Cultivar HD 2967 germinated in 7-8 days. CRI stage was appeared in 22 DAS. Harvesting was done at 142 DAS. Highest LAI of maize was 4.56 at 82 DAS with a CV varied from 5.64 to 16.05 % and CI varied from 0.15 to 0.29. Mean grain yield of maize crop was recorded 5.76 t ha-1 during kharif, 2018. During rabi season 2018- 19, wheat grain yield varied from 4.11- 4.42 t ha-1. The mean grain yield was observed 4.25 t ha-1.
Trend of energy balance and Bowen ratio for (a) a cloudy and (b) cloud free day over wheat crop during rabi, 2018-19
6.5.4.4 Weather based Agromet Advisory
Agro-met advisory bulletins are being prepared in Hindi as well as in English on every Tuesday and Friday based on past weather, real time weather and weather forecast received for next five days from IMD, New Delhi. The bulletin is passed on to the farmers
through SMS / telephone / E-mail .The bulletins are also sent to ATIC, KVK Shikohpur, KVK Ujawa, IKSL, NGO, e-choupal, KrishiDarsan, All India Radio, DD Kisan, and local Hindi newspapers through E-mail for wider dissemination among farmers. These advisories were uploaded on the Institute website (www.iari.res.in) along with daily weather data and medium range weather forecast. These advisories were also uploaded on the IMD website (www.imdagrimet.gov.in) and farmer portal (http://farmer.gov.in ) in both Hindi and English. These advisories along with crop status are sent to IMD, Pune for preparation of national bulletins.
During 2019, total 105 agro-advisory bulletins were prepared in Hindi as well as in English.
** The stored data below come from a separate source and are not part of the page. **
//! In-memory store adapters
//!
//! Mutex-guarded maps implementing the domain store ports. Conditional
//! updates are evaluated under the lock, so these adapters provide the
//! same claim/CAS guarantees the SQL adapters get from atomic row
//! updates. The wallet store can inject one failure on demand to drive
//! the partial-credit tests.

use std::collections::HashMap;
use std::sync::atomic::{AtomicBool, Ordering};
use std::sync::Mutex;

use async_trait::async_trait;
use chrono::{DateTime, Utc};

use core_kernel::{CasOutcome, InvestmentId, Money, StoreError, UserId};
use domain_investment::{Investment, InvestmentStatus, InvestmentStore};
use domain_wallet::{LedgerEntry, UserWallet, WalletStore};
use engine_processing::{EngineConfig, SettingsStore};

/// In-memory investment store
#[derive(Default)]
pub struct MemoryInvestmentStore {
    rows: Mutex<HashMap<InvestmentId, Investment>>,
}

impl MemoryInvestmentStore {
    pub fn new() -> Self {
        Self::default()
    }

    /// Seeds an investment directly (bypassing `insert` error handling)
    pub fn seed(&self, investment: Investment) {
        self.rows.lock().unwrap().insert(investment.id, investment);
    }

    /// Snapshot of one row for assertions
    pub fn snapshot(&self, id: InvestmentId) -> Option<Investment> {
        self.rows.lock().unwrap().get(&id).cloned()
    }
}

#[async_trait]
impl InvestmentStore for MemoryInvestmentStore {
    async fn insert(&self, investment: &Investment) -> Result<(), StoreError> {
        let mut rows = self.rows.lock().unwrap();
        if rows.contains_key(&investment.id) {
            return Err(StoreError::conflict(format!(
                "investment {} already exists",
                investment.id
            )));
        }
        rows.insert(investment.id, investment.clone());
        Ok(())
    }

    async fn get(&self, id: InvestmentId) -> Result<Option<Investment>, StoreError> {
        Ok(self.rows.lock().unwrap().get(&id).cloned())
    }

    async fn list_accruable(
        &self,
        now: DateTime<Utc>,
        limit: u32,
    ) -> Result<Vec<Investment>, StoreError> {
        let rows = self.rows.lock().unwrap();
        let mut accruable: Vec<Investment> = rows
            .values()
            .filter(|i| i.status == InvestmentStatus::Active && i.maturity_date > now)
            .cloned()
            .collect();
        accruable.sort_by_key(|i| i.created_at);
        accruable.truncate(limit as usize);
        Ok(accruable)
    }

    async fn apply_accrual(
        &self,
        id: InvestmentId,
        observed_last_accrual: DateTime<Utc>,
        profit_delta: Money,
        accrued_at: DateTime<Utc>,
    ) -> Result<CasOutcome, StoreError> {
        let mut rows = self.rows.lock().unwrap();
        let row = rows
            .get_mut(&id)
            .ok_or_else(|| StoreError::not_found("Investment", id))?;

        // The guard: only the caller who read the current window wins.
        if row.status != InvestmentStatus::Active || row.last_accrual_at != observed_last_accrual {
            return Ok(CasOutcome::Lost);
        }

        row.accrued_profit = row.accrued_profit + profit_delta;
        row.last_accrual_at = accrued_at;
        Ok(CasOutcome::Applied)
    }

    async fn claim_matured(
        &self,
        now: DateTime<Utc>,
        limit: u32,
    ) -> Result<Vec<Investment>, StoreError> {
        let mut rows = self.rows.lock().unwrap();
        let mut due: Vec<InvestmentId> = rows
            .values()
            .filter(|i| i.status == InvestmentStatus::Active && i.maturity_date <= now)
            .map(|i| i.id)
            .collect();
        due.sort_by_key(|id| rows[id].maturity_date);
        due.truncate(limit as usize);

        let mut claimed = Vec::with_capacity(due.len());
        for id in due {
            let row = rows.get_mut(&id).expect("row disappeared under lock");
            row.status = InvestmentStatus::Completed;
            row.accrued_profit = row.final_profit();
            claimed.push(row.clone());
        }
        Ok(claimed)
    }

    async fn count_overdue_active(&self, now: DateTime<Utc>) -> Result<u64, StoreError> {
        let rows = self.rows.lock().unwrap();
        Ok(rows
            .values()
            .filter(|i| i.status == InvestmentStatus::Active && i.maturity_date <= now)
            .count() as u64)
    }

    async fn revert_premature_completions(
        &self,
        now: DateTime<Utc>,
    ) -> Result<Vec<InvestmentId>, StoreError> {
        let mut rows = self.rows.lock().unwrap();
        let mut reverted = Vec::new();
        for row in rows.values_mut() {
            if row.status == InvestmentStatus::Completed && row.maturity_date > now {
                row.status = InvestmentStatus::Active;
                reverted.push(row.id);
            }
        }
        Ok(reverted)
    }
}

#[derive(Default)]
struct WalletState {
    wallets: HashMap<UserId, UserWallet>,
    entries: Vec<LedgerEntry>,
}

/// In-memory wallet store
#[derive(Default)]
pub struct MemoryWalletStore {
    state: Mutex<WalletState>,
    fail_next_credit: AtomicBool,
}

impl MemoryWalletStore {
    pub fn new() -> Self {
        Self::default()
    }

    /// Registers a user with a zero wallet
    pub fn register_user(&self, user: UserId) {
        self.state
            .lock()
            .unwrap()
            .wallets
            .entry(user)
            .or_insert_with(|| UserWallet::new(user));
    }

    /// Makes the next `credit_with_entries` call fail, leaving no state
    /// behind; simulates the credit leg dying after a claim
    pub fn fail_next_credit(&self) {
        self.fail_next_credit.store(true, Ordering::SeqCst);
    }

    /// Snapshot of one wallet for assertions
    pub fn wallet(&self, user: UserId) -> Option<UserWallet> {
        self.state.lock().unwrap().wallets.get(&user).cloned()
    }
}

#[async_trait]
impl WalletStore for MemoryWalletStore {
    async fn balance(&self, user: UserId) -> Result<Money, StoreError> {
        let state = self.state.lock().unwrap();
        Ok(state
            .wallets
            .get(&user)
            .map(|w| w.balance)
            .unwrap_or_else(Money::zero))
    }

    async fn credit_with_entries(
        &self,
        user: UserId,
        total: Money,
        entries: Vec<LedgerEntry>,
    ) -> Result<(), StoreError> {
        if self.fail_next_credit.swap(false, Ordering::SeqCst) {
            return Err(StoreError::connection("injected credit failure"));
        }

        let mut state = self.state.lock().unwrap();
        let wallet = state
            .wallets
            .entry(user)
            .or_insert_with(|| UserWallet::new(user));
        wallet.balance = wallet.balance + total;
        state.entries.extend(entries);
        Ok(())
    }

    async fn admin_debit(&self, user: UserId, amount: Money) -> Result<(), StoreError> {
        let mut state = self.state.lock().unwrap();
        let wallet = state
            .wallets
            .get_mut(&user)
            .ok_or_else(|| StoreError::not_found("UserWallet", user))?;
        if wallet.balance < amount {
            return Err(StoreError::conflict(format!(
                "balance {} is below debit {}",
                wallet.balance, amount
            )));
        }
        wallet.balance = wallet.balance - amount;
        Ok(())
    }

    async fn append_entry(&self, entry: &LedgerEntry) -> Result<(), StoreError> {
        self.state.lock().unwrap().entries.push(entry.clone());
        Ok(())
    }

    async fn entries_for(&self, user: UserId) -> Result<Vec<LedgerEntry>, StoreError> {
        let state = self.state.lock().unwrap();
        Ok(state
            .entries
            .iter()
            .filter(|e| e.owner_id == user)
            .cloned()
            .collect())
    }

    async fn completed_deposit_total(&self, user: UserId) -> Result<Money, StoreError> {
        let state = self.state.lock().unwrap();
        Ok(state
            .entries
            .iter()
            .filter(|e| e.owner_id == user && e.is_completed_deposit())
            .map(|e| e.amount)
            .sum())
    }

    async fn set_vip_tier(&self, user: UserId, tier: u32) -> Result<(), StoreError> {
        let mut state = self.state.lock().unwrap();
        let wallet = state
            .wallets
            .entry(user)
            .or_insert_with(|| UserWallet::new(user));
        wallet.vip_tier = tier;
        Ok(())
    }

    async fn vip_tier(&self, user: UserId) -> Result<u32, StoreError> {
        let state = self.state.lock().unwrap();
        Ok(state.wallets.get(&user).map(|w| w.vip_tier).unwrap_or(0))
    }

    async fn all_user_ids(&self) -> Result<Vec<UserId>, StoreError> {
        let state = self.state.lock().unwrap();
        Ok(state.wallets.keys().copied().collect())
    }
}

/// In-memory settings store
pub struct MemorySettingsStore {
    config: Mutex<EngineConfig>,
}

impl MemorySettingsStore {
    pub fn new() -> Self {
        Self {
            config: Mutex::new(EngineConfig::default()),
        }
    }

    pub fn with_config(config: EngineConfig) -> Self {
        Self {
            config: Mutex::new(config),
        }
    }
}

impl Default for MemorySettingsStore {
    fn default() -> Self {
        Self::new()
    }
}

#[async_trait]
impl SettingsStore for MemorySettingsStore {
    async fn load(&self) -> Result<EngineConfig, StoreError> {
        Ok(self.config.lock().unwrap().clone())
    }

    async fn save_rate_table(
        &self,
        table: &domain_investment::RateTable,
    ) -> Result<(), StoreError> {
        self.config.lock().unwrap().rate_table = table.clone();
        Ok(())
    }

    async fn save_vip_thresholds(
        &self,
        thresholds: &domain_wallet::VipThresholds,
    ) -> Result<(), StoreError> {
        self.config.lock().unwrap().vip_thresholds = thresholds.clone();
        Ok(())
    }
}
SMS were sent to the farmers through m- Kisan portal. Weather forecast and agromet advisory bulletin is fruitful for farmers, through this they can select high yielding varieties of different crop and vegetables, other farming practices such as sowing, weeding, irrigation, fertilizer, pesticides spray (time and doses) can be done at right time. Feedback received from the farmers from different villages of NCR Delhi showed that agromet advisory bulletin is useful since as it helps in reducing cost of cultivation, saving of input resources and increases in net profit.